_Data shown_
▽

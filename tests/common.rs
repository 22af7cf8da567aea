#![allow(dead_code)]

use clap::Parser;
use reqwest::header::{COOKIE, HeaderMap, SET_COOKIE};
use serde_json::{Value, json};
use std::net::SocketAddr;
use std::sync::Once;
use tokenvault_server::AppBuilder;
use tokenvault_server::config::Config;
use tokenvault_server::domain::auth::Claims;
use tokenvault_server::domain::user::Role;
use tokenvault_server::repository::Repositories;
use tokenvault_server::services::token_service::TokenService;
use tokio::net::TcpListener;
use uuid::Uuid;

pub const JWT_SECRET: &str = "test_secret";

static INIT: Once = Once::new();

pub fn setup_tracing() {
    INIT.call_once(|| {
        let filter = tracing_subscriber::EnvFilter::try_from_default_env()
            .unwrap_or_else(|_| "warn".into())
            .add_directive("tokenvault_server=debug".parse().unwrap())
            .add_directive("sqlx=warn".parse().unwrap())
            .add_directive("tower=warn".parse().unwrap())
            .add_directive("hyper=warn".parse().unwrap())
            .add_directive("reqwest=warn".parse().unwrap());

        tracing_subscriber::fmt().with_env_filter(filter).init();
    });
}

pub fn get_test_config() -> Config {
    Config::parse_from([
        "tokenvault-server",
        "--storage",
        "memory",
        "--jwt-secret",
        JWT_SECRET,
        "--port",
        "0",
        "--auth-per-second",
        "10000",
        "--auth-burst",
        "10000",
        "--cleanup-interval-secs",
        "0",
    ])
}

/// A server bound to an ephemeral port, backed by in-memory stores unless told otherwise.
pub struct TestApp {
    pub server_url: String,
    pub client: reqwest::Client,
    pub config: Config,
    pub repos: Repositories,
}

impl TestApp {
    pub async fn spawn() -> Self {
        Self::spawn_with(get_test_config(), Repositories::memory()).await
    }

    pub async fn spawn_with(config: Config, repos: Repositories) -> Self {
        setup_tracing();

        let app = AppBuilder::new(config.clone()).with_repositories(repos.clone()).build().unwrap();
        let router = tokenvault_server::api::app_router(config.clone(), app.services);

        let listener = TcpListener::bind("127.0.0.1:0").await.unwrap();
        let addr = listener.local_addr().unwrap();

        tokio::spawn(async move {
            axum::serve(listener, router.into_make_service_with_connect_info::<SocketAddr>()).await.unwrap();
        });

        Self { server_url: format!("http://{addr}"), client: reqwest::Client::new(), config, repos }
    }

    pub fn url(&self, path: &str) -> String {
        format!("{}{}", self.server_url, path)
    }

    pub async fn register(&self, email: &str, password: &str) -> reqwest::Response {
        self.client
            .post(self.url("/auth/register"))
            .json(&json!({ "email": email, "password": password, "name": "Test User" }))
            .send()
            .await
            .unwrap()
    }

    pub async fn login_as(&self, email: &str, password: &str, device: &str) -> reqwest::Response {
        self.client
            .post(self.url("/auth/login"))
            .header("x-device-id", device)
            .json(&json!({ "email": email, "password": password }))
            .send()
            .await
            .unwrap()
    }

    /// Presents `refresh_token` the way a browser would: in the cookie only.
    pub async fn refresh(&self, refresh_token: &str) -> reqwest::Response {
        self.client
            .post(self.url("/auth/refresh"))
            .header(COOKIE, format!("refreshToken={refresh_token}"))
            .send()
            .await
            .unwrap()
    }

    pub async fn me(&self, access_token: &str) -> reqwest::Response {
        self.client.get(self.url("/auth/me")).bearer_auth(access_token).send().await.unwrap()
    }

    /// Signs claims with the server secret, for tokens the API would never hand out.
    pub fn sign(&self, claims: &Claims) -> String {
        TokenService::new(self.config.auth.clone()).sign(claims).unwrap()
    }
}

pub fn unique_email(prefix: &str) -> String {
    format!("{prefix}_{}@example.com", &Uuid::new_v4().simple().to_string()[..8])
}

/// Extracts the refresh token from a `Set-Cookie` header.
pub fn refresh_cookie(headers: &HeaderMap) -> Option<String> {
    headers
        .get_all(SET_COOKIE)
        .iter()
        .filter_map(|v| v.to_str().ok())
        .find_map(|v| v.strip_prefix("refreshToken="))
        .map(|rest| rest.split(';').next().unwrap_or_default().to_string())
}

pub fn set_cookie(headers: &HeaderMap) -> String {
    headers.get(SET_COOKIE).and_then(|v| v.to_str().ok()).unwrap_or_default().to_string()
}

pub async fn body(resp: reqwest::Response) -> Value {
    resp.json().await.unwrap()
}

pub fn expired_claims(sub: Uuid) -> Claims {
    let now = time::OffsetDateTime::now_utc().unix_timestamp();
    Claims { sub, jti: Uuid::new_v4(), role: Role::User, iat: now - 3600, exp: now - 60 }
}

△

_Aim of the exercise_
Transcribe the material exactly, so that no line is lost or altered.

_Solution to the exercise_
filename tests/common.rs
repository 22af7cf8da567aea
#![allow(dead_code)]

use clap::Parser;
use reqwest::header::{COOKIE, HeaderMap, SET_COOKIE};
use serde_json::{Value, json};
use std::net::SocketAddr;
use std::sync::Once;
use tokenvault_server::AppBuilder;
use tokenvault_server::config::Config;
use tokenvault_server::domain::auth::Claims;
use tokenvault_server::domain::user::Role;
use tokenvault_server::repository::Repositories;
use tokenvault_server::services::token_service::TokenService;
use tokio::net::TcpListener;
use uuid::Uuid;

pub const JWT_SECRET: &str = "test_secret";

static INIT: Once = Once::new();

pub fn setup_tracing() {
    INIT.call_once(|| {
        let filter = tracing_subscriber::EnvFilter::try_from_default_env()
            .unwrap_or_else(|_| "warn".into())
            .add_directive("tokenvault_server=debug".parse().unwrap())
            .add_directive("sqlx=warn".parse().unwrap())
            .add_directive("tower=warn".parse().unwrap())
            .add_directive("hyper=warn".parse().unwrap())
            .add_directive("reqwest=warn".parse().unwrap());

        tracing_subscriber::fmt().with_env_filter(filter).init();
    });
}

pub fn get_test_config() -> Config {
    Config::parse_from([
        "tokenvault-server",
        "--storage",
        "memory",
        "--jwt-secret",
        JWT_SECRET,
        "--port",
        "0",
        "--auth-per-second",
        "10000",
        "--auth-burst",
        "10000",
        "--cleanup-interval-secs",
        "0",
    ])
}

/// A server bound to an ephemeral port, backed by in-memory stores unless told otherwise.
pub struct TestApp {
    pub server_url: String,
    pub client: reqwest::Client,
    pub config: Config,
    pub repos: Repositories,
}

impl TestApp {
    pub async fn spawn() -> Self {
        Self::spawn_with(get_test_config(), Repositories::memory()).await
    }

    pub async fn spawn_with(config: Config, repos: Repositories) -> Self {
        setup_tracing();

        let app = AppBuilder::new(config.clone()).with_repositories(repos.clone()).build().unwrap();
        let router = tokenvault_server::api::app_router(config.clone(), app.services);

        let listener = TcpListener::bind("127.0.0.1:0").await.unwrap();
        let addr = listener.local_addr().unwrap();

        tokio::spawn(async move {
            axum::serve(listener, router.into_make_service_with_connect_info::<SocketAddr>()).await.unwrap();
        });

        Self { server_url: format!("http://{addr}"), client: reqwest::Client::new(), config, repos }
    }

    pub fn url(&self, path: &str) -> String {
        format!("{}{}", self.server_url, path)
    }

    pub async fn register(&self, email: &str, password: &str) -> reqwest::Response {
        self.client
            .post(self.url("/auth/register"))
            .json(&json!({ "email": email, "password": password, "name": "Test User" }))
            .send()
            .await
            .unwrap()
    }

    pub async fn login_as(&self, email: &str, password: &str, device: &str) -> reqwest::Response {
        self.client
            .post(self.url("/auth/login"))
            .header("x-device-id", device)
            .json(&json!({ "email": email, "password": password }))
            .send()
            .await
            .unwrap()
    }

    /// Presents `refresh_token` the way a browser would: in the cookie only.
    pub async fn refresh(&self, refresh_token: &str) -> reqwest::Response {
        self.client
            .post(self.url("/auth/refresh"))
            .header(COOKIE, format!("refreshToken={refresh_token}"))
            .send()
            .await
            .unwrap()
    }

    pub async fn me(&self, access_token: &str) -> reqwest::Response {
        self.client.get(self.url("/auth/me")).bearer_auth(access_token).send().await.unwrap()
    }

    /// Signs claims with the server secret, for tokens the API would never hand out.
    pub fn sign(&self, claims: &Claims) -> String {
        TokenService::new(self.config.auth.clone()).sign(claims).unwrap()
    }
}

pub fn unique_email(prefix: &str) -> String {
    format!("{prefix}_{}@example.com", &Uuid::new_v4().simple().to_string()[..8])
}

/// Extracts the refresh token from a `Set-Cookie` header.
pub fn refresh_cookie(headers: &HeaderMap) -> Option<String> {
    headers
        .get_all(SET_COOKIE)
        .iter()
        .filter_map(|v| v.to_str().ok())
        .find_map(|v| v.strip_prefix("refreshToken="))
        .map(|rest| rest.split(';').next().unwrap_or_default().to_string())
}

pub fn set_cookie(headers: &HeaderMap) -> String {
    headers.get(SET_COOKIE).and_then(|v| v.to_str().ok()).unwrap_or_default().to_string()
}

pub async fn body(resp: reqwest::Response) -> Value {
    resp.json().await.unwrap()
}

pub fn expired_claims(sub: Uuid) -> Claims {
    let now = time::OffsetDateTime::now_utc().unix_timestamp();
    Claims { sub, jti: Uuid::new_v4(), role: Role::User, iat: now - 3600, exp: now - 60 }
}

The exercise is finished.